_What you are asked to do_.
The line containing "from the sender)" marks the end, so write out exactly every line from the top of the entries below through that one.

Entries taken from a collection
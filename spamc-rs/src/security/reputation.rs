//! Sender reputation from configured allow and block lists
//!
//! Block-list hits always win: a sender that is allow-listed but whose
//! domain matches a blocked entry is reported as [`Reputation::Bad`].

use regex::Regex;
use serde::{Deserialize, Serialize};
use std::net::Ipv4Addr;
use tracing::debug;

use crate::config::SecurityConfig;
use crate::error::{Result, SpamError};

#[derive(Debug, Clone, Copy, PartialEq, Eq, Serialize, Deserialize)]
#[serde(rename_all = "lowercase")]
pub enum Reputation {
    Good,
    Bad,
    Unknown,
}

/// Outcome of a list evaluation
#[derive(Debug, Clone, PartialEq)]
pub struct ReputationVerdict {
    /// Domain that was evaluated (given, or derived from the sender)
    pub domain: String,
    pub reputation: Reputation,
    pub blocked: bool,
    /// One entry per matching block-list entry, in list order
    pub reasons: Vec<String>,
}

pub struct ReputationChecker {
    email_pattern: Regex,
    ip_pattern: Regex,
    domain_pattern: Regex,
    allowed_senders: Vec<String>,
    blocked_domains: Vec<String>,
}

impl ReputationChecker {
    pub fn new(allowed_senders: Vec<String>, blocked_domains: Vec<String>) -> Result<Self> {
        let compile = |pattern: &str| {
            Regex::new(pattern).map_err(|e| SpamError::Config(format!("invalid pattern: {}", e)))
        };

        Ok(Self {
            email_pattern: compile(r"^[a-zA-Z0-9._%+-]+@[a-zA-Z0-9.-]+\.[a-zA-Z]{2,}$")?,
            ip_pattern: compile(r"^(\d{1,3}\.){3}\d{1,3}$")?,
            domain_pattern: compile(r"^([a-zA-Z0-9-]+\.)+[a-zA-Z]{2,}$")?,
            allowed_senders,
            blocked_domains: blocked_domains
                .into_iter()
                .map(|entry| entry.trim().to_ascii_lowercase())
                .filter(|entry| !entry.is_empty())
                .collect(),
        })
    }

    pub fn from_config(config: &SecurityConfig) -> Result<Self> {
        Self::new(config.allowed_senders.clone(), config.blocked_domains.clone())
    }

    fn check_sender(&self, sender: &str) -> Result<()> {
        if self.email_pattern.is_match(sender) {
            Ok(())
        } else {
            Err(SpamError::InvalidAddressFormat("invalid email address format".to_string()))
        }
    }

    fn check_ip(&self, ip: &str) -> Result<()> {
        // The pattern alone admits octets above 255
        if self.ip_pattern.is_match(ip) && ip.parse::<Ipv4Addr>().is_ok() {
            Ok(())
        } else {
            Err(SpamError::InvalidAddressFormat("invalid IP address format".to_string()))
        }
    }

    fn check_domain(&self, domain: &str) -> Result<()> {
        if self.domain_pattern.is_match(domain) {
            Ok(())
        } else {
            Err(SpamError::InvalidAddressFormat("invalid domain format".to_string()))
        }
    }

    /// Validate the inputs and evaluate the lists
    ///
    /// `domain` defaults to the part of `sender` after the `@`. An empty
    /// sender is accepted when `domain` is given.
    pub fn evaluate(
        &self,
        sender: &str,
        domain: Option<&str>,
        ip: Option<&str>,
    ) -> Result<ReputationVerdict> {
        if !sender.is_empty() {
            self.check_sender(sender)?;
        } else if domain.is_none() {
            return Err(SpamError::InvalidAddressFormat(
                "sender or domain is required".to_string(),
            ));
        }
        if let Some(ip) = ip {
            self.check_ip(ip)?;
        }

        let domain = match domain {
            Some(domain) => {
                self.check_domain(domain)?;
                domain.to_string()
            }
            None => sender
                .split_once('@')
                .map(|(_, domain)| domain.to_string())
                .unwrap_or_default(),
        };

        let lowered = domain.to_ascii_lowercase();
        let reasons: Vec<String> = self
            .blocked_domains
            .iter()
            .filter(|entry| lowered.contains(entry.as_str()))
            .map(|entry| format!("Domain {} is blocked", entry))
            .collect();
        let blocked = !reasons.is_empty();

        let reputation = if blocked {
            Reputation::Bad
        } else if self.allowed_senders.iter().any(|allowed| allowed == sender) {
            Reputation::Good
        } else {
            Reputation::Unknown
        };

        debug!("Reputation for domain {}: {:?}", domain, reputation);

        Ok(ReputationVerdict {
            domain,
            reputation,
            blocked,
            reasons,
        })
    }
}
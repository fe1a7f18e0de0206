//! mcp-spam-server - SpamAssassin analysis tools over MCP

use anyhow::Context;
use mcp_spam_server::{catalog, router, stdio, AppState};
use spamc_rs::config::{Config, LoggingConfig};
use spamc_rs::spamc::{RetryingDaemon, SpamDaemon, SpamcClient};
use spamc_rs::tools::ToolHandler;
use std::sync::Arc;
use tokio_util::sync::CancellationToken;
use tracing::{info, warn};
use tracing_subscriber::{fmt, layer::SubscriberExt, util::SubscriberInitExt, EnvFilter};

#[tokio::main]
async fn main() -> anyhow::Result<()> {
    let config = Config::load().context("Failed to load configuration")?;

    init_logging(&config.logging)?;

    info!("🚀 Starting mcp-spam-server v{}", env!("CARGO_PKG_VERSION"));

    let client = SpamcClient::new(&config.spamassassin)?;
    info!("📧 Using spamd at {}", client.address());

    let retry = &config.spamassassin.retry;
    let daemon: Arc<dyn SpamDaemon> = if retry.max_retries > 0 {
        info!("Retrying transient scan failures up to {} times", retry.max_retries);
        Arc::new(RetryingDaemon::new(client, retry))
    } else {
        Arc::new(client)
    };

    // Fail fast when spamd is not answering
    daemon.ping().await.context("spamd did not answer PING")?;
    info!("✅ spamd is reachable");

    let tools = ToolHandler::new(daemon, &config.security)?;
    let shutdown = CancellationToken::new();
    let state = Arc::new(AppState::new(tools, shutdown.clone()));

    let names: Vec<String> = catalog::tools().into_iter().map(|tool| tool.name).collect();
    info!("📋 Available tools: {}", names.join(", "));

    if config.server.serves_stdio() {
        info!("🔌 Serving MCP over stdio");
        tokio::spawn(shutdown_signal(shutdown));

        let input = tokio::io::BufReader::new(tokio::io::stdin());
        stdio::serve(state, input, tokio::io::stdout()).await?;

        info!("SpamAssassin MCP server stopped");
        // The blocking stdin reader would otherwise hold the runtime open
        std::process::exit(0);
    }

    let app = router(state);
    let listener = tokio::net::TcpListener::bind(&config.server.bind_addr)
        .await
        .with_context(|| format!("Failed to bind {}", config.server.bind_addr))?;

    info!("🌐 MCP server listening on http://{}", config.server.bind_addr);

    axum::serve(listener, app)
        .with_graceful_shutdown(shutdown_signal(shutdown))
        .await?;

    info!("SpamAssassin MCP server stopped");
    Ok(())
}

/// `RUST_LOG` takes precedence over `logging.level`; output goes to stderr
fn init_logging(config: &LoggingConfig) -> anyhow::Result<()> {
    let filter = EnvFilter::try_from_default_env()
        .or_else(|_| EnvFilter::try_new(&config.level))
        .context("Invalid log level")?;

    let registry = tracing_subscriber::registry().with(filter);
    match config.format.as_str() {
        "json" => registry.with(fmt::layer().json().with_writer(std::io::stderr)).try_init()?,
        "pretty" => registry.with(fmt::layer().pretty().with_writer(std::io::stderr)).try_init()?,
        other => {
            registry.with(fmt::layer().pretty().with_writer(std::io::stderr)).try_init()?;
            warn!("Unknown log format {:?}, using pretty", other);
        }
    }
    Ok(())
}

/// Wait for Ctrl-C or SIGTERM, then cancel every in-flight call
async fn shutdown_signal(token: CancellationToken) {
    let ctrl_c = async {
        if let Err(e) = tokio::signal::ctrl_c().await {
            warn!("Failed to listen for Ctrl-C: {}", e);
            std::future::pending::<()>().await;
        }
    };

    #[cfg(unix)]
    let terminate = async {
        match tokio::signal::unix::signal(tokio::signal::unix::SignalKind::terminate()) {
            Ok(mut signal) => {
                signal.recv().await;
            }
            Err(e) => {
                warn!("Failed to listen for SIGTERM: {}", e);
                std::future::pending::<()>().await;
            }
        }
    };

    #[cfg(not(unix))]
    let terminate = std::future::pending::<()>();

    tokio::select! {
        _ = ctrl_c => {},
        _ = terminate => {},
    }

    info!("Received shutdown signal, stopping server...");
    token.cancel();
}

_Exercise solution_.
filename spamc-rs/src/security/reputation.rs
//! Sender reputation from configured allow and block lists
//!
//! Block-list hits always win: a sender that is allow-listed but whose
//! domain matches a blocked entry is reported as [`Reputation::Bad`].

use regex::Regex;
use serde::{Deserialize, Serialize};
use std::net::Ipv4Addr;
use tracing::debug;

use crate::config::SecurityConfig;
use crate::error::{Result, SpamError};

#[derive(Debug, Clone, Copy, PartialEq, Eq, Serialize, Deserialize)]
#[serde(rename_all = "lowercase")]
pub enum Reputation {
    Good,
    Bad,
    Unknown,
}

/// Outcome of a list evaluation
#[derive(Debug, Clone, PartialEq)]
pub struct ReputationVerdict {
    /// Domain that was evaluated (given, or derived from the sender)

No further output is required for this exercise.